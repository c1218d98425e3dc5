//! Request data encoding.
//!
//! Call parameters are a flat JSON object. [`encode`] turns them into the
//! string that travels on the wire: a query string for GET and DELETE, a
//! form body for POST and PUT, or a compact JSON body when the call asks for
//! [`DataType::Json`].
//!
//! # Example
//!
//! ```rust
//! use std::collections::HashMap;
//! use workamajig_api::clients::{DataType, HttpMethod};
//! use workamajig_api::rest::{encode, Params};
//! use serde_json::json;
//!
//! let Some(params) = json!({"name": "Q3 launch", "budget": 1200}).as_object().cloned() else {
//!     unreachable!()
//! };
//! let mut headers = HashMap::new();
//!
//! let query = encode(HttpMethod::Get, &params, &mut headers, DataType::FormUrlEncoded).unwrap();
//! assert_eq!(query, "budget=1200&name=Q3%20launch");
//! assert!(headers.is_empty());
//! ```

use std::collections::HashMap;

use serde_json::{Map, Value};
use thiserror::Error;

use crate::clients::{DataType, ErrorDetails, HttpMethod, WorkamajigError};

/// Parameters of a single call, keyed by name.
pub type Params = Map<String, Value>;

/// A resource-level replacement for [`encode`].
///
/// Receives the method, the call parameters, and the headers being built,
/// and returns the encoded data.
pub type RequestDataProcessor =
    fn(HttpMethod, &Params, &mut HashMap<String, String>) -> Result<String, EncodeError>;

/// Errors raised while encoding call parameters.
#[derive(Debug, Error, Clone, PartialEq, Eq)]
pub enum EncodeError {
    /// A form-encoded parameter held an object or an array.
    #[error("Parameter '{key}' must be a string, number or boolean to be form-encoded")]
    NestedValue {
        /// The offending parameter.
        key: String,
    },
}

impl From<EncodeError> for WorkamajigError {
    fn from(error: EncodeError) -> Self {
        let message = error.to_string();
        match error {
            EncodeError::NestedValue { key } => Self::InvalidRequest(ErrorDetails {
                raw_type: Some("invalid_request_error".to_string()),
                param: Some(key),
                message: Some(message),
                ..ErrorDetails::default()
            }),
        }
    }
}

const CONTENT_TYPE: &str = "Content-Type";

/// Encodes call parameters for the wire.
///
/// JSON is produced only for POST and PUT with [`DataType::Json`]; every
/// other combination is form-encoded. Body-carrying methods get a matching
/// `Content-Type` in `headers`; GET and DELETE get none. `null` values are
/// dropped.
///
/// # Errors
///
/// Returns [`EncodeError::NestedValue`] when form-encoding an object or
/// array value.
#[allow(clippy::implicit_hasher)]
pub fn encode(
    method: HttpMethod,
    params: &Params,
    headers: &mut HashMap<String, String>,
    data_type: DataType,
) -> Result<String, EncodeError> {
    let data_type = if method.has_body() {
        data_type
    } else {
        DataType::FormUrlEncoded
    };

    let encoded = match data_type {
        DataType::Json => encode_json(params),
        DataType::FormUrlEncoded => encode_form(params)?,
    };

    if method.has_body() {
        headers.insert(
            CONTENT_TYPE.to_string(),
            data_type.as_content_type().to_string(),
        );
    }

    Ok(encoded)
}

/// A [`RequestDataProcessor`] that always sends JSON bodies.
///
/// GET and DELETE parameters still go to the query string.
///
/// # Errors
///
/// Same as [`encode`].
#[allow(clippy::implicit_hasher)]
pub fn json_data_processor(
    method: HttpMethod,
    params: &Params,
    headers: &mut HashMap<String, String>,
) -> Result<String, EncodeError> {
    encode(method, params, headers, DataType::Json)
}

fn encode_json(params: &Params) -> String {
    let present: Map<String, Value> = params
        .iter()
        .filter(|(_, value)| !value.is_null())
        .map(|(key, value)| (key.clone(), value.clone()))
        .collect();

    Value::Object(present).to_string()
}

fn encode_form(params: &Params) -> Result<String, EncodeError> {
    let mut pairs = Vec::with_capacity(params.len());

    for (key, value) in params {
        let text = match value {
            Value::Null => continue,
            Value::String(s) => s.clone(),
            Value::Bool(b) => b.to_string(),
            Value::Number(n) => n.to_string(),
            Value::Array(_) | Value::Object(_) => {
                return Err(EncodeError::NestedValue { key: key.clone() })
            }
        };
        pairs.push(format!(
            "{}={}",
            urlencoding::encode(key),
            urlencoding::encode(&text)
        ));
    }

    Ok(pairs.join("&"))
}
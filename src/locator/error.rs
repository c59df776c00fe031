//! Error types for repository reference parsing.

use thiserror::Error;

/// Errors produced while parsing a repository reference.
#[derive(Debug, Clone, Error)]
pub enum LocatorError {
    /// The input is not a usable repository URL.
    #[error("invalid repository reference '{url}': {reason}")]
    InvalidReference {
        /// The offending input.
        url: String,
        /// Why it was rejected.
        reason: String,
    },
}

impl LocatorError {
    /// Creates an `InvalidReference` error for a URL that failed to parse.
    #[must_use]
    pub fn malformed(url: &str, parse_error: &str) -> Self {
        Self::InvalidReference {
            url: url.to_string(),
            reason: parse_error.to_string(),
        }
    }

    /// Creates an `InvalidReference` error for a URL without both an owner
    /// and a repository-name segment.
    #[must_use]
    pub fn too_few_segments(url: &str) -> Self {
        Self::InvalidReference {
            url: url.to_string(),
            reason: "expected at least two path segments (owner and repository name)".to_string(),
        }
    }
}
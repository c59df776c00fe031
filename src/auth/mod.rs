//! Credential resolution.
//!
//! The bearer token is resolved exactly once at process start: an explicit
//! `--token` value wins, otherwise the `GITHUB_TOKEN` environment variable
//! is consulted. Downstream components receive the resolved token and never
//! read ambient state themselves. The token is held for the run's lifetime
//! and is never logged or persisted.

use thiserror::Error;

/// Environment variable consulted when no explicit token is given.
pub const TOKEN_ENV_VAR: &str = "GITHUB_TOKEN";

/// Errors produced while resolving the credential.
#[derive(Debug, Clone, Error)]
pub enum AuthError {
    /// Neither the flag nor the environment variable yielded a token.
    #[error(
        "a GitHub token is required: pass --token or set the GITHUB_TOKEN environment variable"
    )]
    MissingToken,
}

/// Resolves the bearer token from the explicit flag value or the
/// environment.
///
/// Empty values are treated as absent so that `--token ""` or an empty
/// exported variable cannot slip an unusable credential through.
///
/// # Errors
///
/// Returns [`AuthError::MissingToken`] when both sources are absent.
pub fn resolve_token(flag: Option<String>) -> Result<String, AuthError> {
    flag.filter(|token| !token.is_empty())
        .or_else(|| {
            std::env::var(TOKEN_ENV_VAR)
                .ok()
                .filter(|token| !token.is_empty())
        })
        .ok_or(AuthError::MissingToken)
}
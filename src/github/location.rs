//! Traversal coordinates addressing one remote directory.

use std::fmt;

use crate::locator::RepoRef;

/// Identifies one remote directory to list: repository, branch, and a
/// forward-slash path relative to the repository root.
///
/// The empty path denotes the repository root. The walker derives a fresh
/// location per directory via [`descend`](Self::descend); owner, name, and
/// branch stay fixed across a run.
#[derive(Debug, Clone, PartialEq, Eq)]
pub struct TreeLocation {
    /// The repository being walked.
    pub repo: RepoRef,
    /// Branch (ref) selector.
    pub branch: String,
    /// Slash-separated path below the repository root; empty for the root.
    pub path: String,
}

impl TreeLocation {
    /// Creates a location, normalizing the path: surrounding slashes are
    /// trimmed and `.` becomes the repository root.
    pub fn new(repo: RepoRef, branch: impl Into<String>, path: impl Into<String>) -> Self {
        let path = path.into();
        let path = path.trim_matches('/');
        let path = if path == "." { "" } else { path };
        Self {
            repo,
            branch: branch.into(),
            path: path.to_string(),
        }
    }

    /// Returns the location of a subdirectory reported under this tree.
    ///
    /// The contents API reports entry paths relative to the repository root,
    /// so `path` replaces rather than extends the current one.
    #[must_use]
    pub fn descend(&self, path: impl Into<String>) -> Self {
        Self {
            repo: self.repo.clone(),
            branch: self.branch.clone(),
            path: path.into(),
        }
    }
}

impl fmt::Display for TreeLocation {
    fn fmt(&self, f: &mut fmt::Formatter<'_>) -> fmt::Result {
        if self.path.is_empty() {
            write!(f, "{}@{}", self.repo, self.branch)
        } else {
            write!(f, "{}@{}:{}", self.repo, self.branch, self.path)
        }
    }
}

#[cfg(test)]
#[allow(clippy::unwrap_used)]
mod tests {
    use super::*;

    fn repo() -> RepoRef {
        RepoRef::parse("https://github.com/user/repo").unwrap()
    }

    #[test]
    fn test_new_normalizes_dot_to_root() {
        let location = TreeLocation::new(repo(), "main", ".");
        assert_eq!(location.path, "");
    }

    #[test]
    fn test_new_trims_surrounding_slashes() {
        let location = TreeLocation::new(repo(), "main", "/docs/guide/");
        assert_eq!(location.path, "docs/guide");
    }

    #[test]
    fn test_descend_keeps_repo_and_branch() {
        let root = TreeLocation::new(repo(), "main", "");
        let child = root.descend("docs/api");
        assert_eq!(child.repo, root.repo);
        assert_eq!(child.branch, "main");
        assert_eq!(child.path, "docs/api");
    }

    #[test]
    fn test_display_includes_path_when_present() {
        let location = TreeLocation::new(repo(), "main", "docs");
        assert_eq!(location.to_string(), "user/repo@main:docs");
        let root = TreeLocation::new(repo(), "main", "");
        assert_eq!(root.to_string(), "user/repo@main");
    }
}
//! Authenticated GitHub contents-API client.
//!
//! This module provides the two network operations of the tool: listing the
//! immediate children of one remote directory, and downloading one file's
//! raw bytes to a local destination. Every request carries an
//! `Authorization: Bearer <token>` header.
//!
//! # Example
//!
//! ```no_run
//! use ghfetch_core::github::{GithubClient, TreeLocation};
//! use ghfetch_core::locator::RepoRef;
//!
//! # async fn example() -> Result<(), Box<dyn std::error::Error>> {
//! let repo = RepoRef::parse("https://github.com/owner/repo")?;
//! let client = GithubClient::new("ghp_token");
//! let entries = client
//!     .list_directory(&TreeLocation::new(repo, "main", "docs"))
//!     .await?;
//! println!("{} entries", entries.len());
//! # Ok(())
//! # }
//! ```

mod client;
mod entry;
mod error;
mod location;

pub use client::GithubClient;
pub use entry::{EntryKind, RemoteEntry};
pub use error::FetchError;
pub use location::TreeLocation;
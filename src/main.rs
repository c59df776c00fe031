//! CLI entry point for the ghfetch tool.

use anyhow::Result;
use clap::Parser;
use ghfetch_core::{GithubClient, RepoRef, TreeLocation, resolve_token, walk_tree};
use tracing::{debug, info};

mod cli;

use cli::Args;

#[tokio::main]
async fn main() -> Result<()> {
    // Parse CLI arguments first (before tracing, so --help works without logs)
    let args = Args::parse();

    // Determine log level based on verbose/quiet flags
    // Priority: RUST_LOG env var > quiet flag > verbose flag > default (info)
    let default_level = if args.quiet {
        "error"
    } else {
        match args.verbose {
            0 => "info",
            1 => "debug",
            _ => "trace",
        }
    };

    let filter = tracing_subscriber::EnvFilter::try_from_default_env()
        .unwrap_or_else(|_| tracing_subscriber::EnvFilter::new(default_level));

    tracing_subscriber::fmt().with_env_filter(filter).init();

    debug!(
        repo_url = %args.repo_url,
        branch = %args.branch,
        remote_dir = %args.remote_dir,
        local_dir = %args.local_dir.display(),
        suffix = %args.suffix,
        "CLI arguments parsed"
    );

    // Fatal precondition: the token must be resolvable before any network call.
    let token = resolve_token(args.token)?;

    let repo = RepoRef::parse(&args.repo_url)?;
    let root = TreeLocation::new(repo, args.branch.as_str(), args.remote_dir.as_str());
    info!(root = %root, suffix = %args.suffix, "starting walk");

    let client = GithubClient::new(token);
    let suffix = args.suffix;
    let summary = walk_tree(&client, &root, &args.local_dir, |name| {
        name.ends_with(&suffix)
    })
    .await?;

    info!(
        files = summary.files_downloaded,
        directories = summary.directories_listed,
        "download completed successfully"
    );

    Ok(())
}
//! Serde model of one contents-API listing entry.

use serde::Deserialize;

/// Kind of a listed entry.
#[derive(Debug, Clone, Copy, PartialEq, Eq, Deserialize)]
#[serde(rename_all = "lowercase")]
pub enum EntryKind {
    /// A regular file with downloadable content.
    File,
    /// A subdirectory.
    Dir,
    /// Anything else the API reports (symlinks, submodules). The walker
    /// skips these silently.
    #[serde(other)]
    Other,
}

/// One child (file or directory) reported by a single directory-listing
/// call.
///
/// Entries are consumed immediately by the walker while it processes one
/// directory's children; they are never cached or persisted.
#[derive(Debug, Clone, Deserialize)]
pub struct RemoteEntry {
    /// Entry kind, from the payload's `type` field.
    #[serde(rename = "type")]
    pub kind: EntryKind,
    /// Base name of the entry.
    pub name: String,
    /// Repository-relative path, forward-slash separated.
    pub path: String,
    /// Raw content URL; present iff `kind` is [`EntryKind::File`].
    pub download_url: Option<String>,
}
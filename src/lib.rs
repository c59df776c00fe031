//! ghfetch Core Library
//!
//! This library recursively mirrors files matching a filename suffix from a
//! GitHub repository subtree to a local directory, authenticating every
//! request with a bearer token.
//!
//! # Architecture
//!
//! The library is organized into the following modules:
//! - [`locator`] - Repository URL parsing into an (owner, name) reference
//! - [`github`] - Authenticated contents-API client: directory listings and
//!   raw file downloads
//! - [`walker`] - Work-stack traversal that mirrors matching files locally
//! - [`auth`] - One-shot credential resolution (flag or environment)

// Clippy lints - strict for library code
#![deny(clippy::unwrap_used)]
#![deny(clippy::expect_used)]
#![warn(clippy::pedantic)]
#![allow(clippy::module_name_repetitions)]

pub mod auth;
pub mod github;
pub mod locator;
pub mod walker;

// Re-export commonly used types
pub use auth::{AuthError, TOKEN_ENV_VAR, resolve_token};
pub use github::{EntryKind, FetchError, GithubClient, RemoteEntry, TreeLocation};
pub use locator::{LocatorError, RepoRef};
pub use walker::{WalkSummary, walk_tree};
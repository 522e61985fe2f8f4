//! Paginated comment collection.
//!
//! The collector walks `commentThreads.list` page by page, following the
//! continuation token until the API stops returning one. Pages are fetched
//! strictly one after another since each token comes from the previous
//! response.
//!
//! **All-or-nothing**: [`CommentCollector::collect`] returns either every
//! record of the video or an error. Records gathered before a failure or a
//! cancellation are dropped, so a caller can never persist a partial snapshot.

use std::collections::HashSet;
use std::future::Future;
use std::pin::pin;

use futures::stream::{self, Stream, TryStreamExt};
use tokio_util::sync::CancellationToken;
use ytc_core::config::MAX_PAGE_SIZE;
use ytc_core::{CommentRecord, VideoId};

use crate::error::{CollectionError, YoutubeError};
use crate::normalize::thread_to_records;
use crate::types::CommentThreadListResponse;

/// Default number of pages to fetch before giving up: ten million top-level
/// threads at the maximum page size.
///
/// A continuation token seen twice already ends collection with
/// [`CollectionError::RepeatedPageToken`]; this cap only catches an API that
/// keeps handing out fresh tokens forever.
pub const MAX_PAGES: usize = 100_000;

/// Anything that can list comment threads page by page.
///
/// [`crate::YoutubeClient`] is the production implementation; tests plug in
/// scripted sources.
pub trait CommentThreadSource {
    fn list_comment_threads(
        &self,
        video_id: &VideoId,
        page_token: Option<&str>,
        page_size: u32,
        include_replies: bool,
    ) -> impl Future<Output = Result<CommentThreadListResponse, YoutubeError>> + Send;
}

impl<S: CommentThreadSource + Sync> CommentThreadSource for &S {
    fn list_comment_threads(
        &self,
        video_id: &VideoId,
        page_token: Option<&str>,
        page_size: u32,
        include_replies: bool,
    ) -> impl Future<Output = Result<CommentThreadListResponse, YoutubeError>> + Send {
        (**self).list_comment_threads(video_id, page_token, page_size, include_replies)
    }
}

enum PageCursor {
    First,
    Next(String),
    Done,
}

/// Drives paginated retrieval of every comment thread of a video.
pub struct CommentCollector<S> {
    source: S,
    page_size: u32,
    include_replies: bool,
    max_pages: usize,
}

impl<S: CommentThreadSource> CommentCollector<S> {
    /// `page_size` is clamped to the API's accepted range `1..=100`.
    pub fn new(source: S, page_size: u32) -> Self {
        Self {
            source,
            page_size: page_size.clamp(1, MAX_PAGE_SIZE),
            include_replies: false,
            max_pages: MAX_PAGES,
        }
    }

    /// Also emit the replies the API embeds in each thread, directly after
    /// their top-level comment.
    #[must_use]
    pub fn with_replies(mut self, include_replies: bool) -> Self {
        self.include_replies = include_replies;
        self
    }

    /// Overrides the page cap of [`MAX_PAGES`]. A cap of zero is raised to one.
    #[must_use]
    pub fn with_max_pages(mut self, max_pages: usize) -> Self {
        self.max_pages = max_pages.max(1);
        self
    }

    /// Lazily yields the records of `video_id` in API order.
    ///
    /// Nothing is fetched until the stream is polled, and every call starts
    /// again from the first page. The stream ends after the last page, or
    /// right after yielding the first error.
    pub fn stream<'a>(
        &'a self,
        video_id: &'a VideoId,
    ) -> impl Stream<Item = Result<CommentRecord, CollectionError>> + 'a {
        self.pages(video_id)
            .map_ok(|records| stream::iter(records.into_iter().map(Ok::<_, CollectionError>)))
            .try_flatten()
    }

    /// Collects every record of `video_id`, checking `cancel` between page
    /// fetches.
    ///
    /// # Errors
    ///
    /// - [`CollectionError::Remote`] if any page request fails; the cause is kept.
    /// - [`CollectionError::Cancelled`] if `cancel` fires before the last page.
    /// - [`CollectionError::RepeatedPageToken`] if the API hands out a
    ///   continuation token it already returned.
    /// - [`CollectionError::PaginationLimit`] after the page cap
    ///   ([`MAX_PAGES`] unless overridden).
    ///
    /// In every error case the records fetched so far are discarded.
    pub async fn collect(
        &self,
        video_id: &VideoId,
        cancel: &CancellationToken,
    ) -> Result<Vec<CommentRecord>, CollectionError> {
        let mut pages = pin!(self.pages(video_id));
        let mut records = Vec::new();
        let mut fetched = 0usize;

        let cancelled = |fetched_pages: usize| CollectionError::Cancelled {
            video_id: video_id.to_string(),
            pages: fetched_pages,
        };

        loop {
            if cancel.is_cancelled() {
                return Err(cancelled(fetched));
            }

            let next = tokio::select! {
                biased;
                () = cancel.cancelled() => return Err(cancelled(fetched)),
                next = pages.try_next() => next?,
            };

            let Some(batch) = next else { break };
            fetched += 1;
            records.extend(batch);
        }

        tracing::info!(
            video_id = %video_id,
            pages = fetched,
            records = records.len(),
            "collected comments"
        );
        Ok(records)
    }

    /// One item per fetched page, holding that page's normalized records.
    fn pages<'a>(
        &'a self,
        video_id: &'a VideoId,
    ) -> impl Stream<Item = Result<Vec<CommentRecord>, CollectionError>> + 'a {
        stream::try_unfold(
            (PageCursor::First, 0usize, HashSet::<String>::new()),
            move |(cursor, fetched, mut seen_tokens)| async move {
                let token = match cursor {
                    PageCursor::Done => return Ok(None),
                    PageCursor::First => None,
                    PageCursor::Next(token) => Some(token),
                };

                let page = fetched + 1;
                if page > self.max_pages {
                    return Err(CollectionError::PaginationLimit {
                        video_id: video_id.to_string(),
                        max_pages: self.max_pages,
                    });
                }

                let response = self
                    .source
                    .list_comment_threads(
                        video_id,
                        token.as_deref(),
                        self.page_size,
                        self.include_replies,
                    )
                    .await
                    .map_err(|source| CollectionError::Remote {
                        video_id: video_id.to_string(),
                        page,
                        source,
                    })?;

                let next = match response.next_token() {
                    Some(token) if !seen_tokens.insert(token.to_owned()) => {
                        return Err(CollectionError::RepeatedPageToken {
                            video_id: video_id.to_string(),
                            page,
                        });
                    }
                    Some(token) => PageCursor::Next(token.to_owned()),
                    None => PageCursor::Done,
                };

                let records: Vec<CommentRecord> = response
                    .items
                    .into_iter()
                    .flat_map(|thread| thread_to_records(thread, self.include_replies))
                    .collect();

                tracing::debug!(
                    video_id = %video_id,
                    page,
                    records = records.len(),
                    has_next = matches!(next, PageCursor::Next(_)),
                    "fetched comment page"
                );

                Ok::<_, CollectionError>(Some((records, (next, page, seen_tokens))))
            },
        )
    }
}

#[cfg(test)]
#[path = "collector_test.rs"]
mod tests;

____

» Instructions for the task
Scan the records above and show every line in which the word "input" occurs.

» Result of the exercise
    /// The input is not a usable repository URL.
        /// The offending input.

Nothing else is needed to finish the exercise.